Published on 2010-5-8
This week I decided to pick up Ayende's latest project -  RavenDB and have a go at building an application against it.
I haven't really had chance to play with any of the latest batch of document databases, and I figured I'd find this 'newer' project more interesting than any of the well established crowd.

I'm going to do a few blog posts on the subject as I go through, but as all series need an introduction I thought I'd share some of my initial thoughts on my first steps onto this project.
To the people who are complaining that Ayende is wasting his time on "yet another DocDB", from just the top two things alone I'd say "wait and see", I get the feeling that this project has a lot of potential.
One thing I really like so far is the ability to write Map/Reduce functions as Linq queries attached to an Index. The only oddity here is that (currently) you have to write these as strings in the .NET client (because they'll be sent across the wire to the server). They are then compiled into actual Linq queries and executed against the objects to create indexes on the relevant parts of your documents.

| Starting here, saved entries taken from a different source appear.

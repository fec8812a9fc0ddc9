//! Shared arithmetic for fuel-mix sectors
//!
//! Commercial/industrial energy and the marine-port and off-road modes price a
//! scenario the same way. With $ff$ the scenario fossil share and $ff_0$ the
//! baseline fossil share, each fossil fuel $f$ contributes
//!
//! $$ E_f = U \cdot s \cdot \frac{ff}{100} \cdot \left(1 + \frac{ff - ff_0}{ff_0}\right) \cdot \frac{\phi_f}{100} \cdot \frac{EF_f}{\eta_f} $$
//!
//! where $U$ is baseline useful BBtu, $s$ the activity scale and $\phi_f$ the
//! fuel's share of the fossil subtotal. Electricity is drawn as
//! $U \cdot s \cdot target / 100 / \eta_e$.

use ghgcalc_core::baseline::FuelMixBaseline;
use ghgcalc_core::categories::Fuel;
use ghgcalc_core::units::{pct, BTU_PER_BBTU, MMT_PER_MT};

/// Energy drawn by a fuel-mix sector in one scenario.
#[derive(Debug, Clone, Copy, PartialEq)]
pub struct FuelMixDemand {
    /// unit: Btu
    pub electricity_btu: f64,
    /// unit: Btu
    pub natural_gas_btu: f64,
    /// Direct combustion emissions of all fossil fuels
    /// unit: MMT CO₂e
    pub fossil_ghg_mmt: f64,
}

/// Price a fuel-mix sector at an electrification target and activity scale.
pub fn fuel_mix_demand(baseline: &FuelMixBaseline, scale: f64, target_percent: f64) -> FuelMixDemand {
    let useful_bbtu = baseline.useful_bbtu * scale;
    let fossil_percent = 100.0 - target_percent;
    let baseline_fossil_percent = baseline.fossil_percent();
    let fossil_change = (fossil_percent - baseline_fossil_percent) / baseline_fossil_percent;

    let mut fossil_ghg_mmt = 0.0;
    let mut natural_gas_btu = 0.0;
    for share in &baseline.fossil {
        let delivered_bbtu = useful_bbtu
            * pct(fossil_percent)
            * (1.0 + fossil_change)
            * pct(share.percent)
            / share.efficiency;
        fossil_ghg_mmt += delivered_bbtu * share.mt_co2e_per_bbtu * MMT_PER_MT;
        if share.fuel == Fuel::NaturalGas {
            natural_gas_btu += delivered_bbtu * BTU_PER_BBTU;
        }
    }

    FuelMixDemand {
        electricity_btu: useful_bbtu * pct(target_percent) / baseline.electric_efficiency
            * BTU_PER_BBTU,
        natural_gas_btu,
        fossil_ghg_mmt,
    }
}

#[cfg(test)]
mod tests {
    use super::*;
    use approx::assert_relative_eq;
    use ghgcalc_core::inventory::FuelUse;

    fn baseline() -> FuelMixBaseline {
        FuelMixBaseline::derive(
            "test",
            &[
                FuelUse::electric(100.0, 1.0),
                FuelUse::new(Fuel::NaturalGas, 200.0, 0.5, 50.0),
            ],
        )
        .unwrap()
    }

    #[test]
    fn test_identity_recovers_delivered_energy() {
        let baseline = baseline();
        let demand = fuel_mix_demand(&baseline, 1.0, baseline.electric_percent);
        assert_relative_eq!(demand.electricity_btu, 100.0 * BTU_PER_BBTU, max_relative = 1e-12);
        assert_relative_eq!(demand.natural_gas_btu, 200.0 * BTU_PER_BBTU, max_relative = 1e-12);
        assert_relative_eq!(demand.fossil_ghg_mmt, 200.0 * 50.0 * MMT_PER_MT, max_relative = 1e-12);
    }

    #[test]
    fn test_full_electrification_zeroes_fossil() {
        let baseline = baseline();
        let demand = fuel_mix_demand(&baseline, 1.0, 100.0);
        assert_eq!(demand.fossil_ghg_mmt, 0.0);
        assert_eq!(demand.natural_gas_btu, 0.0);
        // 200 useful BBtu at 100 % efficiency
        assert_relative_eq!(demand.electricity_btu, 200.0 * BTU_PER_BBTU, max_relative = 1e-12);
    }

    #[test]
    fn test_fossil_term_is_quadratic_in_fossil_share() {
        let baseline = baseline();
        // baseline fossil share is 50 %; halving it quarters fossil use
        let demand = fuel_mix_demand(&baseline, 1.0, 75.0);
        assert_relative_eq!(
            demand.fossil_ghg_mmt,
            200.0 * 50.0 * MMT_PER_MT / 4.0,
            max_relative = 1e-12
        );
    }

    #[test]
    fn test_activity_scale_is_linear() {
        let baseline = baseline();
        let base = fuel_mix_demand(&baseline, 1.0, 60.0);
        let doubled = fuel_mix_demand(&baseline, 2.0, 60.0);
        assert_relative_eq!(doubled.fossil_ghg_mmt, 2.0 * base.fossil_ghg_mmt, max_relative = 1e-12);
        assert_relative_eq!(doubled.electricity_btu, 2.0 * base.electricity_btu, max_relative = 1e-12);
    }
}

You can't use all the code you'd like to inside those linq queries, I've already ran into problems trying to nest lambda expressions inside of them because of the way they're built on the server (There is a load of expression parsing going on, as well as code generation against the queries).

Creating all those indexes up front feels a lot like writing stored procedures against a traditional RDBMS, only with the benefit that all the hard work will be done on write, and reading will be cheap. I don't actually mind being up front about it, but it has meant I've had to write a few scripts to "initialize" the RavenDB on creation (for integration testing as well as deployment).

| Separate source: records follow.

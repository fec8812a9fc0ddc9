//! Baseline decomposition for sectors tabulated as a fuel mix
//!
//! Used for commercial/industrial energy and for the marine-port and off-road
//! modes, which share the same structure: total useful energy (or motion),
//! the electric share of it, and each fossil fuel's share of the fossil
//! subtotal.

use crate::categories::Fuel;
use crate::errors::{GhgError, GhgResult};
use crate::inventory::FuelUse;
use serde::{Deserialize, Serialize};

/// One fossil fuel's position within a sector's fossil subtotal.
#[derive(Debug, Clone, PartialEq, Serialize, Deserialize)]
pub struct FossilShare {
    pub fuel: Fuel,
    /// Share of the fossil useful subtotal
    /// unit: %
    pub percent: f64,
    pub efficiency: f64,
    /// unit: MT CO₂e / BBtu
    pub mt_co2e_per_bbtu: f64,
}

/// Frozen baseline of a fuel-mix sector.
#[derive(Debug, Clone, PartialEq, Serialize, Deserialize)]
pub struct FuelMixBaseline {
    /// unit: BBtu
    pub useful_bbtu: f64,
    /// unit: %
    pub electric_percent: f64,
    pub electric_efficiency: f64,
    pub fossil: Vec<FossilShare>,
}

impl FuelMixBaseline {
    pub fn derive(sector: &str, fuels: &[FuelUse]) -> GhgResult<Self> {
        let mut electric: Option<&FuelUse> = None;
        for (i, entry) in fuels.iter().enumerate() {
            if entry.efficiency <= 0.0 {
                return Err(GhgError::invalid(
                    format!("{}[{}].efficiency", sector, i),
                    format!("{} efficiency must be positive", entry.fuel),
                ));
            }
            if entry.bbtu < 0.0 {
                return Err(GhgError::invalid(
                    format!("{}[{}].bbtu", sector, i),
                    format!("{} use cannot be negative", entry.fuel),
                ));
            }
            if fuels[..i].iter().any(|other| other.fuel == entry.fuel) {
                return Err(GhgError::invalid(
                    format!("{}[{}].fuel", sector, i),
                    format!("{} is listed more than once", entry.fuel),
                ));
            }
            if entry.fuel.is_electric() {
                electric = Some(entry);
            }
        }
        let electric = electric.ok_or_else(|| GhgError::MissingFuel {
            sector: sector.to_string(),
            fuel: Fuel::Electricity.to_string(),
        })?;

        let useful_bbtu: f64 = fuels.iter().map(FuelUse::useful_bbtu).sum();
        let fossil_useful = useful_bbtu - electric.useful_bbtu();
        if fossil_useful <= 0.0 {
            // Scenario deltas are measured relative to the fossil share
            return Err(GhgError::ZeroBaseline {
                sector: sector.to_string(),
                quantity: "fossil-fuel use".to_string(),
            });
        }

        let fossil = fuels
            .iter()
            .filter(|entry| !entry.fuel.is_electric())
            .map(|entry| FossilShare {
                fuel: entry.fuel,
                percent: entry.useful_bbtu() / fossil_useful * 100.0,
                efficiency: entry.efficiency,
                mt_co2e_per_bbtu: entry.mt_co2e_per_bbtu,
            })
            .collect();

        Ok(Self {
            useful_bbtu,
            electric_percent: electric.useful_bbtu() / useful_bbtu * 100.0,
            electric_efficiency: electric.efficiency,
            fossil,
        })
    }

    /// Baseline fossil-fuel share of useful energy
    pub fn fossil_percent(&self) -> f64 {
        100.0 - self.electric_percent
    }

    /// Lowest electrification target, equal to the baseline electric share
    pub fn min_electrification(&self) -> f64 {
        self.electric_percent
    }

    pub fn fossil_share(&self, fuel: Fuel) -> Option<&FossilShare> {
        self.fossil.iter().find(|share| share.fuel == fuel)
    }
}

#[cfg(test)]
mod tests {
    use super::*;
    use approx::assert_relative_eq;

    fn simple_mix() -> Vec<FuelUse> {
        vec![
            FuelUse::electric(100.0, 1.0),
            FuelUse::new(Fuel::NaturalGas, 200.0, 0.75, 53.11),
            FuelUse::new(Fuel::Coal, 50.0, 1.0, 95.52),
        ]
    }

    #[test]
    fn test_shares() {
        let baseline = FuelMixBaseline::derive("test", &simple_mix()).unwrap();
        // useful: 100 electric + 150 gas + 50 coal
        assert_relative_eq!(baseline.useful_bbtu, 300.0);
        assert_relative_eq!(baseline.electric_percent, 100.0 / 3.0, epsilon = 1e-12);
        assert_relative_eq!(
            baseline.fossil_share(Fuel::NaturalGas).unwrap().percent,
            75.0,
            epsilon = 1e-12
        );
        assert_relative_eq!(
            baseline.fossil_share(Fuel::Coal).unwrap().percent,
            25.0,
            epsilon = 1e-12
        );
    }

    #[test]
    fn test_missing_electricity() {
        let fuels = vec![FuelUse::new(Fuel::NaturalGas, 10.0, 0.8, 53.11)];
        let result = FuelMixBaseline::derive("test", &fuels);
        assert!(matches!(result, Err(GhgError::MissingFuel { .. })));
    }

    #[test]
    fn test_all_electric_baseline_is_rejected() {
        let fuels = vec![
            FuelUse::electric(10.0, 1.0),
            FuelUse::new(Fuel::NaturalGas, 0.0, 0.8, 53.11),
        ];
        let result = FuelMixBaseline::derive("test", &fuels);
        assert!(matches!(result, Err(GhgError::ZeroBaseline { .. })));
    }

    #[test]
    fn test_duplicate_fuel_is_rejected() {
        let mut fuels = simple_mix();
        fuels.push(FuelUse::new(Fuel::Coal, 1.0, 1.0, 95.52));
        let result = FuelMixBaseline::derive("test", &fuels);
        assert!(matches!(result, Err(GhgError::InvalidInventory { .. })));
    }
}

I'm actually using RavenDB as my primary data store in my test project, but I probably wouldn't if I was building a big application, NoSQL doesn't mean not using SQL, it means not only using SQL and there are still a few things that I'd prefer to have stuck behind NHibernate and in a traditional database.

I really like that I can just host RavenDB inside my project without running any external server, and changing my code so that RavenDB runs on a proper external server is a trivial task. So nifty.

My first blog post on the subject will probably deal with the process of creating a first project against RavenDB along with some of the current gotchas that will probably cease to be as the project becomes more mature. I'll then move onto some more complex map/reduce scenarios and talk a bit about how I'm exposing the data store to my application.